MOSZNA – WYCIECZKA UTW

MOSZNA – WYCIECZKA UTW
CategoriesAktualności

26.05.2023 r. udaliśmy się na wycieczkę do Mosznej – to miejsce 35 km na południe od Opola. Przejechaliśmy około 280 km w jedną stronę – a to duży wysiłek dla nas seniorów. Zamek piękny, bajkowy z 99 wieżami i wieżyczkami, 365 pomieszczeniami, z duchami i zjawami. Zamek a właściwie pałac, dawna posiadłość rodu Tiele-Wincklerów- zbudowany po tym jak w 1896 r. spłonął barokowy zamek i Franz Hubert Von Tiele-Winckler postanowił rozbudować siedzibę z trzema skrzydłami. Środkowa część najstarsza jest w stylu barokowym, wschodnia stylizowana na renesans a zachodnia na gotyk. To dawna posiadłość rodu, a jak głoszą niektórzy tu w średniowieczu był zakon Templariuszy.

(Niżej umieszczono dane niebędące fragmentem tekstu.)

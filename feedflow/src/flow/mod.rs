//! The flow entity: one independently scheduled pipeline.
//!
//! A [`Flow`] owns its plugins, its counters, its exclusivity lock and its
//! scheduling bookkeeping. Flows are built once (see [`FlowBuilder`] and
//! [`FlowFactory`]) and shared as `Arc<Flow>` between the scheduler and the
//! executor tasks it spawns.

mod builder;
mod counters;
mod factory;
mod paths;

pub use builder::FlowBuilder;
pub use counters::{CounterSnapshot, FlowCounters};
pub use factory::FlowFactory;
pub use paths::FlowPaths;

use crate::plugin::{Fetcher, Sink, Transformer};
use parking_lot::Mutex;
use std::collections::BTreeMap;
use std::sync::atomic::{AtomicU64, Ordering};
use std::sync::Arc;
use std::time::Duration;
use tokio::sync::{Mutex as AsyncMutex, MutexGuard, TryLockError};
use tokio::time::Instant;
use uuid::Uuid;

/// A named pipeline definition with its runtime state.
pub struct Flow {
    id: Uuid,
    name: String,
    interval: Duration,
    run_quota: u64,
    runs: AtomicU64,
    cleanup: bool,
    paths: FlowPaths,
    fetcher: Arc<dyn Fetcher>,
    transforms: BTreeMap<usize, Arc<dyn Transformer>>,
    transform_names: Vec<String>,
    sink: Option<Arc<dyn Sink>>,
    lock: AsyncMutex<()>,
    counters: FlowCounters,
    last_run: Mutex<Option<Instant>>,
}

impl Flow {
    /// Starts building a flow.
    pub fn builder(name: impl Into<String>, fetcher: Arc<dyn Fetcher>) -> FlowBuilder {
        FlowBuilder::new(name, fetcher)
    }

    /// Unique id generated at construction.
    #[must_use]
    pub fn id(&self) -> Uuid {
        self.id
    }

    /// Flow name.
    #[must_use]
    pub fn name(&self) -> &str {
        &self.name
    }

    /// Minimum time between runs.
    #[must_use]
    pub fn interval(&self) -> Duration {
        self.interval
    }

    /// Maximum number of runs; 0 means unlimited.
    #[must_use]
    pub fn run_quota(&self) -> u64 {
        self.run_quota
    }

    /// Runs started so far.
    #[must_use]
    pub fn runs(&self) -> u64 {
        self.runs.load(Ordering::Acquire)
    }

    /// Whether scratch is removed after each run.
    #[must_use]
    pub fn cleanup(&self) -> bool {
        self.cleanup
    }

    /// The flow's directories.
    #[must_use]
    pub fn paths(&self) -> &FlowPaths {
        &self.paths
    }

    /// The source plugin.
    #[must_use]
    pub fn fetcher(&self) -> &Arc<dyn Fetcher> {
        &self.fetcher
    }

    /// Transformers keyed by id, iterated in ascending order.
    #[must_use]
    pub fn transforms(&self) -> &BTreeMap<usize, Arc<dyn Transformer>> {
        &self.transforms
    }

    /// Transformer names in declaration order.
    #[must_use]
    pub fn transform_names(&self) -> &[String] {
        &self.transform_names
    }

    /// The destination plugin, if any.
    #[must_use]
    pub fn sink(&self) -> Option<&Arc<dyn Sink>> {
        self.sink.as_ref()
    }

    /// Outcome counters.
    #[must_use]
    pub fn counters(&self) -> &FlowCounters {
        &self.counters
    }

    /// Takes the exclusivity lock without waiting.
    pub fn try_lock(&self) -> Result<MutexGuard<'_, ()>, TryLockError> {
        self.lock.try_lock()
    }

    /// Returns true if the quota leaves room for another run.
    #[must_use]
    pub fn quota_allows(&self) -> bool {
        self.run_quota == 0 || self.runs() < self.run_quota
    }

    /// Reserves one run against the quota.
    ///
    /// Returns false, without incrementing, once a non-zero quota is used
    /// up. The counter never exceeds the quota.
    pub fn claim_run(&self) -> bool {
        if self.run_quota == 0 {
            self.runs.fetch_add(1, Ordering::AcqRel);
            return true;
        }
        self.runs
            .fetch_update(Ordering::AcqRel, Ordering::Acquire, |n| {
                (n < self.run_quota).then_some(n + 1)
            })
            .is_ok()
    }

    /// Returns true if more than `interval` has passed since the last launch.
    /// A flow that never ran is due immediately.
    #[must_use]
    pub fn is_due(&self, now: Instant) -> bool {
        match *self.last_run.lock() {
            None => true,
            Some(last) => now.saturating_duration_since(last) > self.interval,
        }
    }

    /// Records a launch at `now`.
    pub fn mark_launched(&self, now: Instant) {
        *self.last_run.lock() = Some(now);
    }

    /// Instant of the last launch.
    #[must_use]
    pub fn last_run(&self) -> Option<Instant> {
        *self.last_run.lock()
    }
}

impl std::fmt::Debug for Flow {
    fn fmt(&self, f: &mut std::fmt::Formatter<'_>) -> std::fmt::Result {
        f.debug_struct("Flow")
            .field("id", &self.id)
            .field("name", &self.name)
            .field("interval", &self.interval)
            .field("run_quota", &self.run_quota)
            .field("runs", &self.runs())
            .field("fetcher", &self.fetcher.name())
            .field("transforms", &self.transform_names)
            .field("sink", &self.sink.as_ref().map(|s| s.name().to_string()))
            .finish_non_exhaustive()
    }
}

Pałac jest niecodzienny, bajkowy choć nie przedstawia dużej wartości architektonicznej. Zwiedziliśmy wspaniały gabinet hrabiego i jego złoty apartament, bibliotekę, salę lustrzaną, sypialnię, łaźnię, kaplicę… stare drewniane schody, oryginalne i pięknie wykonane okna, dodają mu szczególnego uroku. Pałac otacza olbrzymi park ze starodrzewami – np. 300 letnie dęby, lipy, rozłożyste krzewy rododendronów i azalii(które cudownie pachną). Krótko odpoczęliśmy przy fontannie a potem aleja lipową wzdłuż XIX wiecznych kanałów powędrowaliśmy do nekropolii kryjących prochy dawnych właścicieli Mosznej. W restauracji zamkowej zjedliśmy wspólny obiad i jeszcze wspólne zdjęcie, krótki spacer i ruszyliśmy w kierunku Góry św. Anny. To nie góra lecz wysokie wzgórze. Obszar Parku Krajobrazowego na terenie którego znajduje się rezerwat geologiczny, amfiteatr skalny, oraz Muzeum i Pomnik Czynu Powstańczego. Są też : Dom Pielgrzyma, Grota Lurdzka, Kościół św. Krzyża, Franciszkański zespół klasztorny z Rajskim Placem i dziedzińcem arkadowym z 1733 r. oraz 40 kaplic kalwaryjskich z okresu od 1700 do 1709 roku. Na szczycie Góry św. Anny znajduje się piękna bazylika i sanktuarium z relikwiami Św. Anny Samotrzeciej. Św. Anna to patronka matek i rodzących, ubogich, a także małżeństw, wdów i piekarzy – to babcia Pana Jezusa. Pani przewodnik oprowadziła nas i przekazała wiele ciekawych informacji. Wyczerpani całodziennym trudem wycieczki wróciliśmy po godzinie 22 i daliśmy radę – więcej informacji doczytamy.